Dem Verlag brachte es Lob ein, daß die Erzählung in einem schönen Leseband veröffentlicht wurde, während die dazugehörigen Erläuterungen getrennt in einem Beiheft erschienen. Der Leser hat dadurch die Möglichkeit, entweder zu schmökern oder sich auf eine geduldige Lektüre einzulassen, angeregt durch das Beiheft.

Dieses Editionsprinzip bleibt erhalten, und in diesen Tagen erscheint der zweite Band der Ausgabe. Er enthält die wohl bekannteste Kleist-Erzählung „Die Marquise von O...“, die zu Lebzeiten Kleists schon für einen Skandal sorgte. So wie er ist, hatte vor ihm noch keiner das Thema der Vergewaltigung in der Literatur behandelt.

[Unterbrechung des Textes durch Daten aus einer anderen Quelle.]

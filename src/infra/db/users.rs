use async_trait::async_trait;
use time::OffsetDateTime;
use uuid::Uuid;

use crate::application::repos::{CreateUserParams, RepoError, UsersRepo};
use crate::domain::entities::UserRecord;

use super::SqliteRepositories;
use super::map_sqlx_error;

#[derive(sqlx::FromRow)]
struct UserRow {
    id: Uuid,
    username: String,
    first_name: String,
    last_name: String,
    created_at: OffsetDateTime,
}

impl From<UserRow> for UserRecord {
    fn from(row: UserRow) -> Self {
        Self {
            id: row.id,
            username: row.username,
            first_name: row.first_name,
            last_name: row.last_name,
            created_at: row.created_at,
        }
    }
}

#[async_trait]
impl UsersRepo for SqliteRepositories {
    async fn find_user_by_id(&self, id: Uuid) -> Result<Option<UserRecord>, RepoError> {
        let row = sqlx::query_as::<_, UserRow>(
            "SELECT id, username, first_name, last_name, created_at FROM users WHERE id = ?",
        )
        .bind(id)
        .fetch_optional(self.pool())
        .await
        .map_err(map_sqlx_error)?;

        Ok(row.map(UserRecord::from))
    }

    async fn find_user_by_username(&self, username: &str) -> Result<Option<UserRecord>, RepoError> {
        let row = sqlx::query_as::<_, UserRow>(
            "SELECT id, username, first_name, last_name, created_at FROM users WHERE username = ?",
        )
        .bind(username)
        .fetch_optional(self.pool())
        .await
        .map_err(map_sqlx_error)?;

        Ok(row.map(UserRecord::from))
    }

    async fn create_user(&self, params: CreateUserParams) -> Result<UserRecord, RepoError> {
        let CreateUserParams {
            username,
            first_name,
            last_name,
        } = params;

        let row = sqlx::query_as::<_, UserRow>(
            r#"
            INSERT INTO users (id, username, first_name, last_name, created_at)
            VALUES (?, ?, ?, ?, ?)
            RETURNING id, username, first_name, last_name, created_at
            "#,
        )
        .bind(Uuid::now_v7())
        .bind(username)
        .bind(first_name)
        .bind(last_name)
        .bind(OffsetDateTime::now_utc())
        .fetch_one(self.pool())
        .await
        .map_err(map_sqlx_error)?;

        Ok(row.into())
    }
}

Im Beiheft des zweiten Bandes finden sich Erläuterungen und ein Aufsatz darüber, was denn überhaupt unter einer kritischen Ausgabe zu verstehen ist. Mit veröffentlicht werden dieses Mal auch Handschriften von Wilhelm von Schütz, einem Zeitgenossen Kleists. Der befaßte sich als erster mit der Biographie des Dichters und schrieb Briefe ab, die Kleist an seine Verwandte Marie von Kleist geschickt hatte. Ein Vorgeschmack auf die Edition der Kleist-Briefe in späteren Bänden.

Jürgen Berger: An der Erzählung „Die Verlobung in St.Domingo“ habt ihr letztes Jahr nachzuweisen versucht, daß viele Textstellen bisher immer falsch ediert wurden. Wie ist zu entscheiden, was falsch und was richtig ist?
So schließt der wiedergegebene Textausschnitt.